Aim: Antioxidant therapy for with vitamin E appears to be effective for the treatment of nonalcoholic fatty liver diseas (NAFLD). However, the mechanism of action and optimal therapeutic dosage is unclear. The present study was undertaken to examine whether the effects of alpha-tocopherol (alpha-Toc) on NAFLD are dose-dependent in a diet-induced obese model.Methods: Male mice were fed standard chow, high-fat (HF) diet, HF diet with low-dose, or with high dose of alpha-Toc supplementation. Histological findings, triglyceride content, and the levels of protein expression related to fatty acid synthesis/oxidation such as carnitine palmitoyltransferase I (CPT-1) of liver were evaluated.
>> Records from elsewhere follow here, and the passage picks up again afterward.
//! `storage_account` and `storage_account_gen2` blocks
//!
//! The API never returns storage account keys, so both blocks are
//! write-only: they are expanded on create and carried over on read.

use std::collections::HashMap;

use hdinsight_core::provider::{ProviderError, ProviderResult};
use hdinsight_core::resource::Value;
use url::Url;

use crate::attrs::{AttrSource, AttrsBuilder};
use crate::models::{ClusterIdentity, StorageAccount as WireStorageAccount};

/// Blob storage account authenticated with an access key
#[derive(Debug, Clone, Default, PartialEq, Eq)]
pub struct StorageAccount {
    pub storage_container_id: String,
    pub storage_account_key: String,
    pub is_default: bool,
    pub storage_resource_id: Option<String>,
}

impl StorageAccount {
    pub fn from_attrs<'a>(block: &impl AttrSource<'a>) -> ProviderResult<Self> {
        Ok(Self {
            storage_container_id: block.required_string("storage_container_id")?,
            storage_account_key: block.required_string("storage_account_key")?,
            is_default: block.bool_or("is_default", false)?,
            storage_resource_id: block.optional_string("storage_resource_id")?,
        })
    }

    pub fn to_attrs(&self) -> HashMap<String, Value> {
        AttrsBuilder::new()
            .string("storage_container_id", &self.storage_container_id)
            .string("storage_account_key", &self.storage_account_key)
            .bool("is_default", self.is_default)
            .opt_string("storage_resource_id", self.storage_resource_id.as_deref())
            .build()
    }

    fn expand(&self) -> ProviderResult<WireStorageAccount> {
        let (host, container) = split_endpoint_url(&self.storage_container_id)
            .map_err(|e| ProviderError::validation(format!("`storage_container_id`: {}", e)))?;
        Ok(WireStorageAccount {
            name: Some(host),
            is_default: Some(self.is_default),
            container: Some(container),
            key: Some(self.storage_account_key.clone()),
            resource_id: self.storage_resource_id.clone(),
            ..Default::default()
        })
    }
}

/// Data Lake Gen2 filesystem accessed through a managed identity
#[derive(Debug, Clone, Default, PartialEq, Eq)]
pub struct StorageAccountGen2 {
    pub storage_resource_id: String,
    pub filesystem_id: String,
    pub managed_identity_resource_id: String,
    pub is_default: bool,
}

impl StorageAccountGen2 {
    pub fn from_attrs<'a>(block: &impl AttrSource<'a>) -> ProviderResult<Self> {
        Ok(Self {
            storage_resource_id: block.required_string("storage_resource_id")?,
            filesystem_id: block.required_string("filesystem_id")?,
            managed_identity_resource_id: block.required_string("managed_identity_resource_id")?,
            is_default: block.bool_or("is_default", false)?,
        })
    }

    pub fn to_attrs(&self) -> HashMap<String, Value> {
        AttrsBuilder::new()
            .string("storage_resource_id", &self.storage_resource_id)
            .string("filesystem_id", &self.filesystem_id)
            .string(
                "managed_identity_resource_id",
                &self.managed_identity_resource_id,
            )
            .bool("is_default", self.is_default)
            .build()
    }

    fn expand(&self) -> ProviderResult<WireStorageAccount> {
        let (host, file_system) = split_endpoint_url(&self.filesystem_id)
            .map_err(|e| ProviderError::validation(format!("`filesystem_id`: {}", e)))?;
        Ok(WireStorageAccount {
            name: Some(host),
            is_default: Some(self.is_default),
            file_system: Some(file_system),
            resource_id: Some(self.storage_resource_id.clone()),
            msi_resource_id: Some(self.managed_identity_resource_id.clone()),
            ..Default::default()
        })
    }
}

/// Split `https://{account}.{service}.core.windows.net/{name}` into host and name
fn split_endpoint_url(input: &str) -> Result<(String, String), String> {
    let url = Url::parse(input).map_err(|e| format!("parsing {:?}: {}", input, e))?;
    let host = url
        .host_str()
        .filter(|h| !h.is_empty())
        .ok_or_else(|| format!("{:?} has no host", input))?;
    let name = url.path().trim_matches('/');
    if name.is_empty() || name.contains('/') {
        return Err(format!(
            "{:?} must name exactly one container or filesystem",
            input
        ));
    }
    Ok((host.to_string(), name.to_string()))
}

/// Expand both storage styles into the storage profile.
///
/// Exactly one account across both lists must be the default. Gen2 accounts
/// authenticate with a managed identity, which becomes the cluster identity.
pub fn expand_storage_accounts(
    accounts: &[StorageAccount],
    gen2_accounts: &[StorageAccountGen2],
) -> ProviderResult<(Vec<WireStorageAccount>, Option<ClusterIdentity>)> {
    if gen2_accounts.len() > 1 {
        return Err(ProviderError::validation(
            "at most one `storage_account_gen2` may be specified",
        ));
    }

    let defaults = accounts.iter().filter(|a| a.is_default).count()
        + gen2_accounts.iter().filter(|a| a.is_default).count();
    match defaults {
        1 => {}
        0 => {
            return Err(ProviderError::validation(
                "exactly one `storage_account` or `storage_account_gen2` must be the default, found none",
            ));
        }
        n => {
            return Err(ProviderError::validation(format!(
                "exactly one `storage_account` or `storage_account_gen2` must be the default, found {}",
                n
            )));
        }
    }

    let mut expanded = Vec::with_capacity(accounts.len() + gen2_accounts.len());
    for account in accounts {
        expanded.push(account.expand()?);
    }

    let mut identity = None;
    for account in gen2_accounts {
        expanded.push(account.expand()?);
        identity = Some(ClusterIdentity::user_assigned(
            &account.managed_identity_resource_id,
        ));
    }

    Ok((expanded, identity))
}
In addition, 2-tetradecylglycidic acid (TDGA), a CPT-1 inhibitor, was administered to mice fed HF diet with low-dose of alpha-Toc. Finally, HepG2 cells in fat-loaded environment were treated with 0-50 mu M alpha-Toc.Results: Treatment of low-dose of alpha-Toc decreased HF-induced hepatic fat accumulation, but this finding was not observed in treatment of high dose of alpha-Toc. HF-induced reduction of CPT-1 was attenuated with low-dose of alpha-Toc but not with high dose of alpha-Toc. TDGA suppressed the improvement of histological findings in liver induced by low-dose of alpha-Toc treatment. CPT-1 expression in HepG2 cells increased in response to low-dose of alpha-Toc, but not in high dose.Conclusions: Dual action of alpha-Toc on CPT-1 protein levels was observed. The effect of vitamin E on NAFLD may be not be dose-dependent.